Web-based package confronts Microsoft
The Internet search provider Google, moving to broaden its revenue beyond advertising, is poised to shake up the business software market.
The company is bundling the Web-based software programs that it offers free to consumers into a premium package, and, in a challenge to Microsoft, it will be selling a paid version to businesses.
Google’s enterprise product, which will include e-mail, calendar, word processing, spreadsheet, instant messaging and voice-over-Internet programs, is expected soon, said Dave Girouard, vice president and general manager for enterprise at Google, in Mountain View, California.
The move comes as Microsoft prepares to bring out Office 2007, the new version of its best-selling productivity software suite, as well as Vista, the latest upgrade of its ubiquitous operating system.
Some businesses, faced with the cost and disruption of upgrading their software, may be ready to turn to Google, said Rebecca Wettemann, vice president at Nucleus Research in Wellesley, Massachusetts.
“I think this could pose a significant threat to Microsoft,” she said. “Had this happened 10 years ago, it would have been a different story. But we see a lot of folks willing to explore the Google applications right now.”
Girouard, in Boston last week to address the annual meeting of the Massachusetts Technology Leadership Council, said Google would not market its corporate product as a direct substitute for Office or Outlook, the Microsoft e-mail program. Instead, the Google software will be offered as “a set of tools that will give businesspeople more choices,” he said.
But he acknowledged that the Google choice represented a challenge to existing software suites on corporate desktops. Google is also selling customized business search engines.
“There’s not a CEO I’ve talked to who doesn’t want to investigate,” said Girouard, a veteran technology executive.
“There’s curiosity, but there’s also caution.”
Much of the caution stems from Google’s model of hosting software, like its free e-mail application, on its own servers rather than those of its customers, meaning they would be outsourcing software programs that are critical to running their business. Companies like Salesforce.com led the way with this “software as a service” model, but the Google move could encourage and accelerate its adoption by larger businesses.
Thousands of small and medium-size companies, along with dozens of colleges and universities, already use a free version of Google’s product called Google Apps for Your Domain, which was introduced in a beta test version in August. Google adopted the Web-based productivity suite for its own business in October. Google executives have not given details of what they will add to make the premium package appeal to paying customers, when it will be introduced or what they will charge.
Microsoft sees Google’s bundled applications as an effort to fashion a rival software ecosystem for enterprise customers. “It’s bigger than any one application,” said Don Dodge, senior technical evangelist for Microsoft’s emerging business team in Waltham, Massachusetts, who heard Girouard’s presentation to the technology leadership council.
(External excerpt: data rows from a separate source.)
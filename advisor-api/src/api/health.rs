//! Health check endpoint

use crate::AppState;
use axum::extract::State;
use axum::routing::get;
use axum::{Json, Router};
use serde::Serialize;

#[derive(Debug, Serialize)]
pub struct HealthResponse {
    pub status: String,
    pub module: String,
    pub version: String,
    pub checks: HealthChecks,
    pub songs_count: usize,
}

#[derive(Debug, Serialize)]
pub struct HealthChecks {
    pub model: bool,
    pub index: bool,
    pub songs_loaded: bool,
    pub user_db_writable: bool,
}

/// GET /health
///
/// No authentication and no rate limiting; reports whether each
/// dependency the pipeline relies on is in place.
pub async fn health_check(State(state): State<AppState>) -> Json<HealthResponse> {
    let checks = HealthChecks {
        model: state.model.is_some(),
        index: state.index.is_some(),
        songs_loaded: !state.corpus.is_empty(),
        user_db_writable: state.store.is_writable(),
    };

    let all_healthy =
        checks.model && checks.index && checks.songs_loaded && checks.user_db_writable;

    Json(HealthResponse {
        status: if all_healthy { "healthy" } else { "degraded" }.to_string(),
        module: "advisor-api".to_string(),
        version: env!("CARGO_PKG_VERSION").to_string(),
        checks,
        songs_count: state.corpus.len(),
    })
}

/// Build health check routes
pub fn health_routes() -> Router<AppState> {
    Router::new().route("/health", get(health_check))
}
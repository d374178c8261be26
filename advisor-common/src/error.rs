//! Common error types for the Taiko Advisor backend

use thiserror::Error;

/// Common result type for advisor operations
pub type Result<T> = std::result::Result<T, Error>;

/// Common error types across advisor modules
#[derive(Error, Debug)]
pub enum Error {
    /// I/O operation error (wraps std::io::Error)
    #[error("IO error: {0}")]
    Io(#[from] std::io::Error),

    /// JSON serialization/deserialization error
    #[error("JSON error: {0}")]
    Json(#[from] serde_json::Error),

    /// Configuration loading or validation error
    #[error("Configuration error: {0}")]
    Config(String),

    /// Requested resource not found
    #[error("Not found: {0}")]
    NotFound(String),

    /// Invalid user input or request parameter
    #[error("Invalid input: {0}")]
    InvalidInput(String),

    /// Internal server error
    #[error("Internal error: {0}")]
    Internal(String),
}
“Essentially, they’re saying they’ll take over your infrastructure and free you up to do other things.”
Dodge said Microsoft, while continuing to improve its robust productivity applications, was countering Google by developing its own Web-based business software, called Office Live, marketed to smaller businesses. “We’re both going in the same direction,” he said.
Kyle McNabb, principal analyst with Forrester Research in Cambridge, Massachusetts, said many companies were loath to “introduce a foreign set of tools” to employees who use Microsoft programs at home and at work. Microsoft dominates in office productivity software, with more than 95 percent of the market, he said, predicting that at best, Google would be able to grab a market share of between 1 percent and 2 percent in the next two years.
“Businesses will play around with Google in their information technology departments,” McNabb said. “But they’re going to be slow in adopting Google. Most won’t jump off Microsoft overnight. They trust Microsoft; their employees are comfortable with Microsoft. Google has much to learn about what it means to be a trusted enterprise partner.”
In his remarks to the technology council, which included many enterprise software executives, Girouard, of Google, said business technology managers spent too much time maintaining basic software programs. They would be better off turning them over to an outside company like Google, he said, and focusing on specialized business applications that differentiate their companies in the marketplace.
Girouard also said business software had become too complex and distant for its users.
He predicted that future generations of enterprise software would, like Google’s applications, take their cue from the consumer market, stressing simplicity and ease of use. “There’s been an artificial wall between consumer technology and enterprise technology, and it’s starting to crumble,” Girouard said.
The software entrepreneur Mike Kinkead, a technology council trustee, said Microsoft’s new Office and Vista releases could present an opening for Google because many businesses would be considering whether and how to upgrade their productivity software.
“The timing may be absolutely perfect,” Kinkead said. “The upgrade of Office and Vista is going to force decisions to surface. And if Google is out there with an enterprise sales force that’s doing its job, there are a lot of companies that will look seriously at it.”